84 KÖNIG PETER
Peter schüttelte den Kopf und gab das vorbereitete Dokument Basil zurück. »Tut mir Leid, aber das verlese ich nicht.«
Ärger huschte über das Gesicht des Vorsitzenden. »Ich bestimme die Politik der Hanse, und Sie wissen genau, wie weit ich gehe, um sicherzustellen, dass man meinen Anweisungen Folge leistet.« Basil verlor nicht leicht die Fassung, auch in einem privaten Rahmen nicht, aber die vielen kostspieligen Niederlagen in den vergangenen Jahren und die Unnachgiebigkeit jener, die eigentlich kooperieren sollten, setzten ihm immer mehr zu. Er verabscheute jeden Verlust von Kontrolle.
Peter sprach mit ruhiger, aber auch fester Stimme. »Ihre Medien haben bereits ausgezeichnete Arbeit geleistet und in der Öffentlichkeit die Stimmung gegen die Roamer angeheizt, Basil. Aber wenn ich eine solche Schmährede halte, kommt es zu Lynchmorden, wenn nicht zu einem offenen Bürgerkrieg.«
»Wir haben bereits einen Bürgerkrieg, König Peter – von den Roamern verursacht.«
Peter zwang den Vorsitzenden, Farbe zu bekennen, obgleich er wusste, dass das gefährlich war. »Warum lassen Sie den Text nicht von Prinz Daniel verlesen? Stellen Sie ihn auf die Probe und finden Sie heraus, wie die Öffentlichkeit auf ihn reagiert.«
Basil verzog das Gesicht. »Ich habe genug von Ihrer Einstellung, Peter.«
Der König trommelte mit den Fingern auf den Tisch des privaten Zimmers, in dem sich der Vorsitzende mit ihm getroffen hatte. »Ob Sie es glauben oder nicht, Basil: Uns beiden liegen die Interessen der Hanse am Herzen. Sprecherin Peroni war mit Estarras Bruder verlobt. Die Königin und ich könnten mit ihr reden und versuchen, diese Angelegenheit zu klären.«
»Nicht nötig. Die Roamer werden bald nachgeben. Ich sehe verschiedene Szenarien – alle laufen darauf hinaus, dass ich die Menschheit zusammenhalte, trotz allem.«
Der Vorsitzende war auch deshalb verärgert, weil er gerade durch Nahton von Sarein erfahren hatte, dass seit einem Monat Roamer-Gruppen im Weltwald arbeiteten. Aus irgendeinem Grund hatte es der grüne Priester im Flüsterpalast bisher nicht für nötig gehalten, ihn darauf hinzuweisen.
Nahton hatte Basils Vorwürfe gelassen zur Kenntnis genommen. »Als unabhängige Welt haben wir das Recht, Hilfe von all jenen anzunehmen, die sie leisten wollen. Die Hanse muss in diesem Zusammenhang nicht konsultiert werden.« Der grüne Priester hatte einfach nicht die Bedeutung derartiger Informationen in Bezug auf die allgemeine Lage begriffen.

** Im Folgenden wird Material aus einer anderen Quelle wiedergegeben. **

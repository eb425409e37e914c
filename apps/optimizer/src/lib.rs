pub mod config;
pub mod errors;
pub mod llm_client;
pub mod models;
pub mod pdf;
pub mod pipeline;
pub mod routes;
pub mod state;
pub mod store;
pub mod task_id;
pub mod telemetry;
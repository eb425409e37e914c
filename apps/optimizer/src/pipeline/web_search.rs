//! Web search collaborators.
//!
//! `DuckDuckGoSearch` queries the DuckDuckGo Instant Answer API once per query and
//! folds the snippets into one block with a `### 关键词：<query>` header per query.
//! `DisabledSearch` answers every batch with the "nothing available" placeholder.

use std::time::Duration;

use async_trait::async_trait;
use reqwest::Client;
use serde::Deserialize;
use tracing::{error, info, warn};

use crate::pipeline::orchestrator::NO_CONTENT;
use crate::pipeline::{BranchError, WebSearch};

const DDG_ENDPOINT: &str = "https://api.duckduckgo.com/";
const DEFAULT_MAX_RESULTS: usize = 3;
const SEARCH_TIMEOUT_SECS: u64 = 10;

const NO_VALID_QUERIES: &str = "未提供有效搜索关键词，无法获取结果";
const NO_RESULTS: &str = "所有关键词均未搜索到有效结果";

/// Web search switched off; every batch yields [`NO_CONTENT`].
pub struct DisabledSearch;

#[async_trait]
impl WebSearch for DisabledSearch {
    async fn search(&self, _queries: &[String]) -> Result<String, BranchError> {
        Ok(NO_CONTENT.to_string())
    }
}

#[derive(Debug, Default, Deserialize)]
struct InstantAnswer {
    #[serde(rename = "AbstractText", default)]
    abstract_text: String,
    #[serde(rename = "RelatedTopics", default)]
    related_topics: Vec<RelatedTopic>,
}

#[derive(Debug, Deserialize)]
struct RelatedTopic {
    // Grouped topics carry `Topics` instead of `Text`; those are skipped.
    #[serde(rename = "Text")]
    text: Option<String>,
}

pub struct DuckDuckGoSearch {
    client: Client,
    max_results: usize,
}

impl DuckDuckGoSearch {
    pub fn new() -> Result<Self, BranchError> {
        Ok(Self {
            client: Client::builder()
                .timeout(Duration::from_secs(SEARCH_TIMEOUT_SECS))
                .build()?,
            max_results: DEFAULT_MAX_RESULTS,
        })
    }

    async fn lookup(&self, query: &str) -> Result<String, reqwest::Error> {
        let answer: InstantAnswer = self
            .client
            .get(DDG_ENDPOINT)
            .query(&[
                ("q", query),
                ("format", "json"),
                ("no_html", "1"),
                ("skip_disambig", "1"),
            ])
            .send()
            .await?
            .error_for_status()?
            .json()
            .await?;
        Ok(snippets(&answer, self.max_results))
    }
}

#[async_trait]
impl WebSearch for DuckDuckGoSearch {
    async fn search(&self, queries: &[String]) -> Result<String, BranchError> {
        let valid: Vec<&str> = queries
            .iter()
            .map(|q| q.trim())
            .filter(|q| !q.is_empty())
            .collect();
        if valid.is_empty() {
            warn!("No usable search queries supplied");
            return Ok(NO_VALID_QUERIES.to_string());
        }

        let mut outcomes = Vec::with_capacity(valid.len());
        for (i, query) in valid.iter().enumerate() {
            info!("Searching {}/{}: {query}", i + 1, valid.len());
            let outcome = self.lookup(query).await.map_err(|e| {
                error!("Search for '{query}' failed: {e}");
                e.to_string()
            });
            outcomes.push((query.to_string(), outcome));
        }

        Ok(summarize(&outcomes))
    }
}

fn snippets(answer: &InstantAnswer, max_results: usize) -> String {
    std::iter::once(answer.abstract_text.as_str())
        .chain(
            answer
                .related_topics
                .iter()
                .filter_map(|t| t.text.as_deref()),
        )
        .map(str::trim)
        .filter(|s| !s.is_empty())
        .take(max_results)
        .collect::<Vec<_>>()
        .join("\n")
}

/// One block per query, failures recorded inline, duplicate blocks dropped.
fn summarize(outcomes: &[(String, Result<String, String>)]) -> String {
    let mut blocks: Vec<String> = Vec::new();
    for (query, outcome) in outcomes {
        let block = match outcome {
            Ok(text) if text.trim().is_empty() => {
                warn!("No results for '{query}'");
                continue;
            }
            Ok(text) => format!("### 关键词：{query}\n{text}\n"),
            Err(e) => format!("### 关键词：{query}\n搜索失败：{e}\n"),
        };
        if !blocks.contains(&block) {
            blocks.push(block);
        }
    }

    if blocks.is_empty() {
        NO_RESULTS.to_string()
    } else {
        info!("Search finished with {} result blocks", blocks.len());
        blocks.join("\n")
    }
}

Peter beugte sich vor. »Sie haben mich gelehrt, vorauszudenken und alle Konsequenzen zu berücksichtigen, Basil. Es ist in Ordnung, wenn ich in der Öffentlichkeit den Hass auf die Hydroger schüre. Doch in diesem Fall besteht Ihr letztendliches Ziel darin, die Roamer in die Terranische Hanse aufzunehmen. Es wäre kontraproduktiv, wenn ich sie als unverbesserliche Verräter oder Ungeheuer darstelle. Wenn ich eine offizielle Verlautbarung des Flüsterpalastes herausgebe und Ihr Plan anschließend erfolgreich ist, muss ich meine Worte zurücknehmen und eine neue Position beziehen. Das kann nicht in Ihrem Sinne sein.«
Basil hob langsam den Kopf, und sein Gesicht zeigte einen sonderbaren Ausdruck. »Ich weiß nicht, ob ich Sie erwürgen oder Ihnen auf die Schulter klopfen soll, weil Sie ein guter Schüler sind. Ihre Schlussfolgerungen sind nicht die gleichen wie meine, aber… sie haben durchaus etwas für sich. Ich werde Ihren Hinweis in Erwägung ziehen.« Er nahm das Dokument und wandte sich zum Gehen, ohne seine Niederlage einzugestehen. »Wir werden einen schnellen, sauberen Sieg über die Roamer erringen, und zwar bald. Vielleicht ist es am besten, wenn Sie sich aus dieser Sache heraushalten. Dann können Sie sich anschließend wohlwollend geben.«
Der Vorsitzende sah über die Schulter. »Aber ich warne Sie: Die Führung der Hanse bleibt allein in meiner Hand. Wenn ich erneut mit einem Anliegen an Sie herantrete, Peter – wagen Sie es nicht, mir noch einmal zu widersprechen.«
Selbst wenn die Sorgen besonders groß waren: Peter kannte immer einen Ort, wo er ganz Mann und keine Marionette des Vorsitzenden war. Spät am Abend, in seinem Schlafzimmer – nachdem OX den Raum nach Überwachungskameras durchsucht und eventuelle Mikrofone deaktiviert hatte –, fühlte er sich sicher und geborgen, wenn er seine Königin in den Armen hielt.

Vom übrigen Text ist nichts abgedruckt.